--- Information Enclosed Below ---
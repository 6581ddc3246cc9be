//! Tier classification and duplicate-response building.
//!
//! The top similarity score is mapped onto four mutually exclusive response
//! bands with half-open `[low, high)` boundaries: below the nudge threshold
//! nothing happens; the nudge band attaches a [`DuplicateRisk`] warning; the
//! block band aborts the write; at or above the auto-update threshold the
//! write is redirected into the existing record.

use serde::{Deserialize, Serialize};

use crate::knowledge::scoring::{ScoredSuggestion, MAX_SCORE};
use crate::knowledge::types::RecordKind;

/// Maximum suggestions carried in a Tier 1 warning.
pub const RISK_SUGGESTION_LIMIT: usize = 3;

/// The three ascending cutoffs separating the four tiers.
///
/// Process-wide configuration, loaded once at startup and validated fatally
/// before any request is served.
#[derive(Debug, Clone, Copy, Deserialize)]
#[serde(default)]
pub struct TierThresholds {
    pub gentle_nudge: f64,
    pub hard_block: f64,
    pub auto_update: f64,
}

impl Default for TierThresholds {
    fn default() -> Self {
        Self {
            gentle_nudge: 35.0,
            hard_block: 45.0,
            auto_update: 60.0,
        }
    }
}

impl TierThresholds {
    /// Thresholds must be strictly ascending; anything else is a fatal
    /// configuration error.
    pub fn validate(&self) -> Result<(), String> {
        if self.gentle_nudge < self.hard_block && self.hard_block < self.auto_update {
            Ok(())
        } else {
            Err(format!(
                "tier thresholds must be strictly ascending: gentle_nudge={} hard_block={} auto_update={}",
                self.gentle_nudge, self.hard_block, self.auto_update
            ))
        }
    }
}

/// The four response bands, keyed by top similarity score.
#[derive(Debug, Clone, Copy, PartialEq, Eq)]
pub enum Tier {
    /// Below every threshold — the write proceeds silently.
    None,
    /// Warn: the write proceeds with a [`DuplicateRisk`] attached.
    GentleNudge,
    /// Block: the write is aborted with a structured failure.
    HardBlock,
    /// Merge: the existing record is updated instead of creating a new one.
    AutoUpdate,
}

/// Map a top score onto its tier. Pure; boundaries are half-open `[low, high)`.
pub fn classify(score: f64, thresholds: &TierThresholds) -> Tier {
    if score >= thresholds.auto_update {
        Tier::AutoUpdate
    } else if score >= thresholds.hard_block {
        Tier::HardBlock
    } else if score >= thresholds.gentle_nudge {
        Tier::GentleNudge
    } else {
        Tier::None
    }
}

/// Tier 1 payload: a non-blocking warning attached to a successful create.
#[derive(Debug, Clone, Serialize)]
pub struct DuplicateRisk {
    pub severity: String,
    pub max_score: f64,
    /// Top suggestions, ranked, at most [`RISK_SUGGESTION_LIMIT`].
    pub suggestions: Vec<ScoredSuggestion>,
    /// Version of the closest existing match.
    #[serde(skip_serializing_if = "Option::is_none")]
    pub closest_version: Option<String>,
    /// Ready-to-use remediation: update the existing record instead.
    pub update_command: String,
    /// Estimated probability that the new record duplicates an existing one.
    pub is_duplicate_confidence: f64,
    /// Estimated probability that updating the existing record is the right move.
    pub should_update_confidence: f64,
}

/// Build the Tier 1 warning from ranked suggestions (must be non-empty).
pub fn build_duplicate_risk(
    ranked: &[ScoredSuggestion],
    kind: RecordKind,
    thresholds: &TierThresholds,
) -> DuplicateRisk {
    let top = &ranked[0];
    let max_score = top.score;

    let span = (thresholds.auto_update - thresholds.gentle_nudge).max(1.0);
    let should_update = ((max_score - thresholds.gentle_nudge) / span).clamp(0.0, 1.0);

    DuplicateRisk {
        severity: "MODERATE".to_string(),
        max_score,
        suggestions: ranked.iter().take(RISK_SUGGESTION_LIMIT).cloned().collect(),
        closest_version: Some(top.version.clone()),
        update_command: update_command(kind, &top.key),
        is_duplicate_confidence: (max_score / MAX_SCORE).clamp(0.0, 1.0),
        should_update_confidence: should_update,
    }
}

/// The remediation command surfaced in warnings and block errors.
pub fn update_command(kind: RecordKind, existing_key: &str) -> String {
    format!("create_{kind} {{\"key\": \"{existing_key}\", \"value\": \"<new value>\"}}")
}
--- End of Enclosed Information ---
What is needed here is an exact copy of all the records above.

repository 6581ddc3246cc9be
//! Tier classification and duplicate-response building.
//!
//! The top similarity score is mapped onto four mutually exclusive response
//! bands with half-open `[low, high)` boundaries: below the nudge threshold
//! nothing happens; the nudge band attaches a [`DuplicateRisk`] warning; the
//! block band aborts the write; at or above the auto-update threshold the
//! write is redirected into the existing record.

use serde::{Deserialize, Serialize};

use crate::knowledge::scoring::{ScoredSuggestion, MAX_SCORE};
use crate::knowledge::types::RecordKind;

/// Maximum suggestions carried in a Tier 1 warning.
pub const RISK_SUGGESTION_LIMIT: usize = 3;

/// The three ascending cutoffs separating the four tiers.
///
/// Process-wide configuration, loaded once at startup and validated fatally
/// before any request is served.
#[derive(Debug, Clone, Copy, Deserialize)]
#[serde(default)]
pub struct TierThresholds {
    pub gentle_nudge: f64,
    pub hard_block: f64,
    pub auto_update: f64,
}

impl Default for TierThresholds {
    fn default() -> Self {
        Self {
            gentle_nudge: 35.0,
            hard_block: 45.0,
            auto_update: 60.0,
        }
    }
}

impl TierThresholds {
    /// Thresholds must be strictly ascending; anything else is a fatal
    /// configuration error.
    pub fn validate(&self) -> Result<(), String> {
        if self.gentle_nudge < self.hard_block && self.hard_block < self.auto_update {
            Ok(())
        } else {
            Err(format!(
                "tier thresholds must be strictly ascending: gentle_nudge={} hard_block={} auto_update={}",
                self.gentle_nudge, self.hard_block, self.auto_update
            ))
        }
    }
}

/// The four response bands, keyed by top similarity score.
#[derive(Debug, Clone, Copy, PartialEq, Eq)]
pub enum Tier {
    /// Below every threshold — the write proceeds silently.
    None,
    /// Warn: the write proceeds with a [`DuplicateRisk`] attached.
    GentleNudge,
    /// Block: the write is aborted with a structured failure.
    HardBlock,
    /// Merge: the existing record is updated instead of creating a new one.
    AutoUpdate,
}

/// Map a top score onto its tier. Pure; boundaries are half-open `[low, high)`.
pub fn classify(score: f64, thresholds: &TierThresholds) -> Tier {
    if score >= thresholds.auto_update {
        Tier::AutoUpdate
    } else if score >= thresholds.hard_block {
        Tier::HardBlock
    } else if score >= thresholds.gentle_nudge {
        Tier::GentleNudge
    } else {
        Tier::None
    }
}

/// Tier 1 payload: a non-blocking warning attached to a successful create.
#[derive(Debug, Clone, Serialize)]
pub struct DuplicateRisk {
    pub severity: String,
    pub max_score: f64,
    /// Top suggestions, ranked, at most [`RISK_SUGGESTION_LIMIT`].
    pub suggestions: Vec<ScoredSuggestion>,
    /// Version of the closest existing match.
    #[serde(skip_serializing_if = "Option::is_none")]
    pub closest_version: Option<String>,
    /// Ready-to-use remediation: update the existing record instead.
    pub update_command: String,
    /// Estimated probability that the new record duplicates an existing one.
    pub is_duplicate_confidence: f64,
    /// Estimated probability that updating the existing record is the right move.
    pub should_update_confidence: f64,
}

/// Build the Tier 1 warning from ranked suggestions (must be non-empty).
pub fn build_duplicate_risk(
    ranked: &[ScoredSuggestion],
    kind: RecordKind,
    thresholds: &TierThresholds,
) -> DuplicateRisk {
    let top = &ranked[0];
    let max_score = top.score;

    let span = (thresholds.auto_update - thresholds.gentle_nudge).max(1.0);
    let should_update = ((max_score - thresholds.gentle_nudge) / span).clamp(0.0, 1.0);

    DuplicateRisk {
        severity: "MODERATE".to_string(),
        max_score,
        suggestions: ranked.iter().take(RISK_SUGGESTION_LIMIT).cloned().collect(),
        closest_version: Some(top.version.clone()),
        update_command: update_command(kind, &top.key),
        is_duplicate_confidence: (max_score / MAX_SCORE).clamp(0.0, 1.0),
        should_update_confidence: should_update,
    }
}

/// The remediation command surfaced in warnings and block errors.
pub fn update_command(kind: RecordKind, existing_key: &str) -> String {
    format!("create_{kind} {{\"key\": \"{existing_key}\", \"value\": \"<new value>\"}}")
}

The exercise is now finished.